Frigyes
Karinthy : Nouvelles parues dans la presse
chanson À boire !
Paradoxe de la
prohibition
J’imagine sa fin solennelle, quelque part
dans le Dakota. Elle n’a pas encore eu lieu, mais Bacchus, le roi
exilé, s’y prépare déjà : la cour est en
effervescence, Silène distribue orgueilleusement des ordres aux troupes,
c’est la répétition des cérémonies du retour.
On dirait qu’une des expériences de la civilisation moderne, la
plus intéressante et la plus imposante dans ses proportions, la
prohibition américaine, vit ses derniers jours. Les partisans
prohibitionnistes qui ont élu le président (nous savons que
durant quinze ans c’était l’axe central des programmes
politiques qui a décidé là-bas de leur succès),
s’apprêtent à abandonner ce "boire, ne pas boire",
ce qui mènera à la disparition de cette majorité.
La morale journalistique bon marché,
les nouvelles enjolivées et les théories de comptoir sont
prêtes à fournir des explications à
l’événement : l’expérience de vouloir déshabituer
les masses de l’alcool assassin et abêtissant n’a pas
réussi. Ces masses, représentation de l’homme du
vingtième siècle, ont échoué à
l’examen ; elles sont immatures, non seulement pour prendre en main
leur propre destin, mais elles ne se laissent pas éduquer, ni même
dompter ou domestiquer. Il faut les laisser retourner au caniveau, se perdre,
comme un enfant désespérément taré, à qui
même la discipline draconienne de la maison de correction ne fait aucun
bien ; l’espèce humaine finira sûrement par engendrer
une génération nouvelle. Car regardez, vous voyez bien ce qui
s’est passé, pourquoi il a fallu renoncer à
l’éducation. La faute réprimée s’est
répandue dans leur sang et a fait bourgeonner sur leur front des
pustules d’autres fautes plus brutales et plus viles. Les statistiques
parlent – la criminalité n’a pas baissé, et le pire
est qu’elle a augmenté non seulement en quantité, mais
aussi qualitativement. Si cela continue comme ça, toute
l’Amérique se transformera en une société de brigands
– les gens boivent plus qu’avant, à la différence que
pour se procurer leur alcool ils doivent maintenant voler et tuer –
à la place du Yankee puritain à
On n’y peut rien, il faut leur rendre
leur breuvage, qu’ils se saoulent à leur guise et crèvent
sur leur tas de foin, plutôt que de scandaliser l’univers.

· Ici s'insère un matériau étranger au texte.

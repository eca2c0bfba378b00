// Licensed under the Apache License, Version 2.0 or the MIT License.
// SPDX-License-Identifier: Apache-2.0 OR MIT
// Copyright Tock Contributors 2022.

//! PA settings per output power.
//!
//! Each chip variant has its own characterised table, selected by a Cargo
//! feature. Building for a variant without one is an error.

use static_assertions::const_assert;

use crate::errorcode::RfcError;

#[cfg(not(feature = "cc1312r1f3"))]
compile_error!("no PA table for this chip variant, enable the `cc1312r1f3` feature");

/// PA setting reported when the output power is not in the table.
pub const OUTPUT_POWER_UNKNOWN: u16 = 0xFFFF;

/// One PA table row.
#[derive(Clone, Copy, Debug, PartialEq, Eq)]
pub struct OutputConfig {
    pub dbm: i8,
    /// Value for CMD_SET_TX_POWER.
    pub value: u16,
}

/// Packs the PA fields into the CMD_SET_TX_POWER value.
pub const fn pa_setting(bias: u16, gain: u16, boost: u16, coefficient: u16) -> u16 {
    bias | (gain << 6) | (boost << 8) | (coefficient << 9)
}

const fn row(dbm: i8, bias: u16, gain: u16, boost: u16, coefficient: u16) -> OutputConfig {
    OutputConfig {
        dbm,
        value: pa_setting(bias, gain, boost, coefficient),
    }
}

/// CC1312R1F3, 868/915 MHz band. Highest power first.
#[cfg(feature = "cc1312r1f3")]
pub const PA_TABLE: &[OutputConfig] = &[
    row(13, 36, 0, 0, 89),
    row(12, 16, 0, 0, 82),
    row(11, 26, 2, 0, 51),
    row(10, 18, 2, 0, 31),
    row(9, 28, 3, 0, 31),
    row(8, 24, 3, 0, 22),
    row(7, 20, 3, 0, 19),
    row(6, 17, 3, 0, 16),
    row(5, 14, 3, 0, 14),
    row(4, 13, 3, 0, 11),
    row(3, 11, 3, 0, 10),
    row(2, 10, 3, 0, 9),
    row(1, 9, 3, 0, 9),
    row(0, 8, 3, 0, 8),
    row(-5, 4, 3, 0, 5),
    row(-10, 2, 3, 0, 5),
    row(-15, 1, 3, 0, 3),
    row(-20, 0, 3, 0, 2),
];

const fn strictly_descending(table: &[OutputConfig]) -> bool {
    let mut i = 1;
    while i < table.len() {
        if table[i].dbm >= table[i - 1].dbm {
            return false;
        }
        i += 1;
    }
    true
}

const_assert!(!PA_TABLE.is_empty());
const_assert!(strictly_descending(PA_TABLE));

/// Highest table entry at or below `dbm`.
pub fn lookup(dbm: i16) -> Result<OutputConfig, RfcError> {
    PA_TABLE
        .iter()
        .find(|row| i16::from(row.dbm) <= dbm)
        .copied()
        .ok_or(RfcError::Invalid)
}
// Licensed under the Apache License, Version 2.0 or the MIT License.
// SPDX-License-Identifier: Apache-2.0 OR MIT
// Copyright Tock Contributors 2022.

//! Hardware access used by the RF core drivers.
//!
//! Each trait method is a single register access with no waiting, except
//! that oscillator writes first claim the AUX semaphore. All other polling
//! happens in the drivers under [`crate::radio`], so a simulated register
//! file can stand in for the real peripherals.

use crate::errorcode::RfcError;

/// RFC_DBELL: the mailbox between the system CPU and the RF core.
pub trait DoorbellRegisters {
    /// Reads CMDR. The RF core clears it once it has taken the command.
    fn command(&self) -> u32;

    /// Writes CMDR.
    fn set_command(&self, word: u32);

    /// Reads CMDSTA.
    fn command_status(&self) -> u32;

    /// RFACKIFG.ACKFLAG.
    fn is_acknowledged(&self) -> bool;

    /// Clears RFACKIFG.ACKFLAG.
    fn clear_acknowledge(&self);

    /// Writes RFCPEISL. Set bits route that CPE source to CPE1.
    fn set_cpe_vector_select(&self, mask: u32);

    /// Writes RFCPEIEN.
    fn set_cpe_interrupt_enable(&self, mask: u32);

    /// Reads RFCPEIFG.
    fn cpe_interrupt_flags(&self) -> u32;

    /// Clears the RFCPEIFG flags set in `mask`.
    fn clear_cpe_interrupt_flags(&self, mask: u32);
}

/// Status of the RF core power domain, as reported by PDSTAT0 and PDSTAT1.
#[derive(Clone, Copy, Debug, PartialEq, Eq)]
pub enum DomainStatus {
    On,
    Off,
    /// The two status registers disagree.
    Transitioning,
}

/// PRCM and RFC_PWC controls for the RF core.
pub trait RfcPowerControl {
    /// Requests the RF core power domain on or off.
    fn set_domain_power(&self, on: bool);

    fn domain_status(&self) -> DomainStatus;

    /// Enables or disables the RF core clock gate. Takes effect on the next
    /// clock load.
    fn set_domain_clock(&self, enabled: bool);

    /// Starts loading the clock gate settings into the clock controller.
    fn request_clock_load(&self);

    fn clock_load_done(&self) -> bool;

    /// Whether the RF core is powered and clocked.
    fn rf_ready(&self) -> bool;

    /// Starts the RF core internal clocks so its firmware can boot.
    fn enable_core_clocks(&self);

    /// Writes the boot parameters read by the RF core firmware.
    fn set_boot_parameters(&self, bits: u32);

    /// Lets the RTC drive the radio timer update signal.
    fn enable_rtc_update(&self);
}

/// Source of the high-frequency system clock.
#[derive(Clone, Copy, Debug, PartialEq, Eq)]
pub enum HfSource {
    RcOsc,
    XOsc,
}

/// Oscillator control.
pub trait HfClockControl {
    fn hf_source(&self) -> HfSource;

    /// Selects the next HF source. The switch itself is [`switch_hf_source`].
    ///
    /// Fails if the oscillator registers could not be claimed, in which
    /// case nothing was written.
    ///
    /// [`switch_hf_source`]: HfClockControl::switch_hf_source
    fn request_hf_source(&self, source: HfSource) -> Result<(), RfcError>;

    /// Whether the requested HF source is ready to be switched to.
    fn hf_source_ready(&self) -> bool;

    /// Switches to the requested HF source. Success only means the switch
    /// was started; [`hf_source`](HfClockControl::hf_source) reports when
    /// it took effect.
    fn switch_hf_source(&self) -> Result<(), RfcError>;
}

/// One interrupt line at the interrupt controller.
pub trait InterruptLine {
    fn enable(&self);
    fn disable(&self);
    fn clear_pending(&self);
}

/// Where the IEEE 802.15.4 MAC address is stored.
pub trait AddressSource {
    /// Factory MAC address, as the two words written by TI.
    fn primary_mac(&self) -> [u32; 2];

    /// Customer MAC address override. All ones when not programmed.
    fn secondary_mac(&self) -> [u32; 2];
}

Pourtant la chose n’est pas aussi
simple.
Et ce n’est pas un jeu avec des mots
et des notions, si je retourne simplement la moralité : le revers
est sur le dessus, et en dessous c’est l’avers, le dessin au
propre.
Je retourne la médaille et je
réponds au moraliste, non au cri inarticulé des foules, mais au
nom de n’importe quel membre raisonnable de la société, le
citoyen américain.
Le citoyen dit :
Oui, je secoue les chaînes de la
prohibition. Non parce que je serais un enfant immature et un vaurien, mais
parce que je me sens un homme mûr et adulte.
Plus mûr et plus adulte que mes
prédécesseurs. Ma protestation est le résultat d’un
progrès – signe prometteur d’un meilleur avenir.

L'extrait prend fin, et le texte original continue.